## WHAT IS BEING ASKED:
If a line in the listing contains "Result", copy it out whole.
*** DATASET RECORDS
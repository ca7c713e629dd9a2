//! Terminal output formatting with colors
//!
//! Respects NO_COLOR, CLICOLOR, CLICOLOR_FORCE automatically.

use colored::Colorize;

/// Print error (red bold "error:" prefix) to stderr
pub fn error(msg: &(impl std::fmt::Display + ?Sized)) {
    eprintln!("{}: {}", "error".red().bold(), msg);
}

/// Print warning (yellow "Warning:" prefix) to stderr
pub fn warning(msg: &(impl std::fmt::Display + ?Sized)) {
    eprintln!("{}: {}", "Warning".yellow(), msg);
}

/// Print success status (green checkmark)
pub fn success(msg: &(impl std::fmt::Display + ?Sized)) {
    println!("{} {}", "✓".green(), msg);
}

/// Print failure status (red X, indented)
pub fn failure(msg: &(impl std::fmt::Display + ?Sized)) {
    println!("  {} {}", "✗".red(), msg);
}

/// Print plain output (no color)
pub fn info(msg: &(impl std::fmt::Display + ?Sized)) {
    println!("{}", msg);
}
//! Application-level errors (wraps domain and remote errors)

use thiserror::Error;

use crate::domain::{DomainError, NodeId};
use crate::infrastructure::RemoteError;

/// Application errors wrap domain errors and add application-level context.
#[derive(Error, Debug)]
pub enum ApplicationError {
    #[error("{0}")]
    Domain(#[from] DomainError),

    #[error("remote store: {0}")]
    Remote(#[from] RemoteError),

    #[error("node not found: {0}")]
    NodeNotFound(NodeId),

    #[error("no form is open")]
    NoPendingForm,

    #[error("config error: {message}")]
    Config { message: String },
}

impl ApplicationError {
    /// True when the failure came from talking to the backend.
    pub fn is_remote(&self) -> bool {
        matches!(self, ApplicationError::Remote(_))
    }
}

/// Result type for application layer operations.
pub type ApplicationResult<T> = Result<T, ApplicationError>;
******
## YOUR RESPONSE:
/// Result type for application layer operations.
pub type ApplicationResult<T> = Result<T, ApplicationError>;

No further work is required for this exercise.